The first subject talked about in Barbor's article is on the first decision we make about a relationship, which is the partner we choose. Dr. Ayala Malach says that humans try to find partners who remind them of significant people from their childhood, for instance their parents. Barbor goes on to give an excellent example of two people who fall in love because they see each other as people like their parents. After this example Barbor moves on to talk about how woman try to create more intimacy while men withdraw and try to create distance. Barbor states that in order to have an intimate relationship the couple has to ignore the feeling that lead them to advance in the woman's case and withdraw in the man's case.

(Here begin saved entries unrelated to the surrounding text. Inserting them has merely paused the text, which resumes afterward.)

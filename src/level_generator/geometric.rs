//! Geometric level generator.

use rand::prelude::*;
use thiserror::Error;

use crate::level_generator::LevelGenerator;

#[derive(Error, Debug, PartialEq, Eq)]
/// Errors that can occur when creating a [`Geometric`] level generator.
#[expect(
    clippy::module_name_repetitions,
    reason = "Using 'Error' would clash with the crate-level error."
)]
#[non_exhaustive]
pub enum GeometricError {
    /// The maximum number of levels must be non-zero.
    #[error("max must be non-zero.")]
    ZeroMax,
    /// The maximum number of levels must be less than `i32::MAX`.
    #[error("max must be less than i32::MAX.")]
    MaxTooLarge,
    /// The probability `p` must be in the range `(0, 1)`.
    #[error("p must be in (0, 1).")]
    InvalidProbability,
}

/// A level generator using a truncated geometric distribution.
///
/// If a node is present at some level `n`, the probability that it is also
/// present at level `n + 1` is some constant `p` in `(0, 1)`. Unlike
/// [`CoinFlip`][crate::CoinFlip], heights are capped: the generator never
/// returns a level greater than or equal to [`total`][Geometric::total].
///
/// With `p = 0.5` and a large `total` this matches the coin-flip distribution.
/// Smaller values of `p` give flatter lists with fewer links per node.
#[derive(Debug, Clone)]
pub struct Geometric {
    /// The total number of levels that are assumed to exist.
    total: usize,
    /// The probability that a node is not present in the next level.
    ///
    /// While the geometric distribution is defined using the probability `p`,
    /// the computations needed rely on `q = 1 - p`.
    q: f64,
    /// `q^total`, cached since it only depends on the parameters.
    q_total: f64,
    /// The random number generator.
    rng: SmallRng,
}

impl Geometric {
    /// Create a new geometric level generator with `total` number of levels,
    /// and `p` as the probability that a given node is present in the next
    /// level.
    ///
    /// # Errors
    ///
    /// `p` must be strictly between 0 and 1, and `total` must be at least 1
    /// and fit in an `i32`.
    #[inline]
    pub fn new(total: usize, p: f64) -> Result<Self, GeometricError> {
        Self::with_rng(total, p, SmallRng::from_rng(&mut rand::rng()))
    }

    /// Create a new geometric level generator with a fixed seed.
    ///
    /// # Errors
    ///
    /// See [`Geometric::new`].
    #[inline]
    pub fn seeded(total: usize, p: f64, seed: u64) -> Result<Self, GeometricError> {
        Self::with_rng(total, p, SmallRng::seed_from_u64(seed))
    }

    fn with_rng(total: usize, p: f64, rng: SmallRng) -> Result<Self, GeometricError> {
        if total == 0 {
            return Err(GeometricError::ZeroMax);
        }
        let Ok(exponent) = i32::try_from(total) else {
            return Err(GeometricError::MaxTooLarge);
        };
        if !(0.0 < p && p < 1.0) {
            return Err(GeometricError::InvalidProbability);
        }
        #[expect(clippy::float_arithmetic, reason = "Computing q = 1 - p is fine")]
        let q = 1.0 - p;
        Ok(Geometric {
            total,
            q,
            q_total: q.powi(exponent),
            rng,
        })
    }

    /// The total number of levels that are assumed to exist.
    #[inline]
    #[must_use]
    pub fn total(&self) -> usize {
        self.total
    }
}

impl LevelGenerator for Geometric {
    /// Generate a level for a new node using a geometric distribution.
    ///
    /// This function generates a random level in the range `[0, total)` by
    /// sampling from a uniform distribution and inverting the cumulative
    /// distribution function (CDF) of the truncated geometric distribution:
    ///
    /// ```text
    /// n = floor(log_q(1 + (q^total - 1) * u))
    /// ```
    ///
    /// where `u` is uniformly distributed in `[0, 1)`.
    #[inline]
    #[expect(clippy::float_arithmetic, reason = "Computing inverse CDF")]
    #[expect(
        clippy::cast_possible_truncation,
        clippy::cast_sign_loss,
        reason = "CDF domain is [0, total] so the cast is safe"
    )]
    #[expect(clippy::as_conversions, reason = "No other way to do this")]
    fn level(&mut self) -> usize {
        let u = self.rng.random::<f64>();
        let level = (1.0 + (self.q_total - 1.0) * u).log(self.q).floor() as usize;
        // Rounding near u = 1 can land exactly on `total`.
        level.min(self.total.saturating_sub(1))
    }
}

#[cfg(test)]
mod tests {
    use anyhow::{Result, bail};
    use pretty_assertions::assert_eq;
    use rstest::rstest;

    use super::{Geometric, GeometricError};
    use crate::level_generator::LevelGenerator;

    #[test]
    fn invalid_max() {
        assert_eq!(Geometric::new(0, 0.5).err(), Some(GeometricError::ZeroMax));
    }

    #[test]
    fn invalid_p() {
        assert_eq!(
            Geometric::new(1, 0.0).err(),
            Some(GeometricError::InvalidProbability)
        );
        assert_eq!(
            Geometric::new(1, 1.0).err(),
            Some(GeometricError::InvalidProbability)
        );
        assert_eq!(
            Geometric::new(1, f64::NAN).err(),
            Some(GeometricError::InvalidProbability)
        );
    }

    #[test]
    fn max_too_large() {
        assert_eq!(
            Geometric::new(usize::MAX, 0.5).err(),
            Some(GeometricError::MaxTooLarge)
        );
    }

    #[rstest]
    fn new(#[values(1, 2, 16, 128)] n: usize, #[values(0.1, 0.5, 0.9)] p: f64) -> Result<()> {
        let mut generator = Geometric::seeded(n, p, 0x1234_abcd)?;
        assert_eq!(generator.total(), n);
        for _ in 0..100_000 {
            let level = generator.level();
            assert!((0..n).contains(&level));
        }

        // Make sure that we can produce at least one level-0 node.
        if !(0..100_000).any(|_| generator.level() == 0) {
            bail!("Failed to generate a level-0 node.");
        }
        Ok(())
    }

    #[test]
    fn reaches_top_level() -> Result<()> {
        let mut generator = Geometric::seeded(4, 0.5, 7)?;
        if !(0..100_000).any(|_| generator.level() == 3) {
            bail!("Failed to generate a level-3 node.");
        }
        Ok(())
    }
}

Dr. Shirley Glass believes that if a couple can not find away to overcome these anxieties it can lead to affairs. Barbor goes on to say that when a woman starts filling her intimacy needs outside of her relationship, the man often thinks the problem has been resolved because there is no more complaining. She also says that there is only one way for partners to be able to trust one another again after there has been an affair and that is by being completely honest.
In the next paragraph Barbor talks about how it is people's fear of intimacy that forces us to come up with ways to avoid intimacy. She then says that one way people can overcome the fear of intimacy is to...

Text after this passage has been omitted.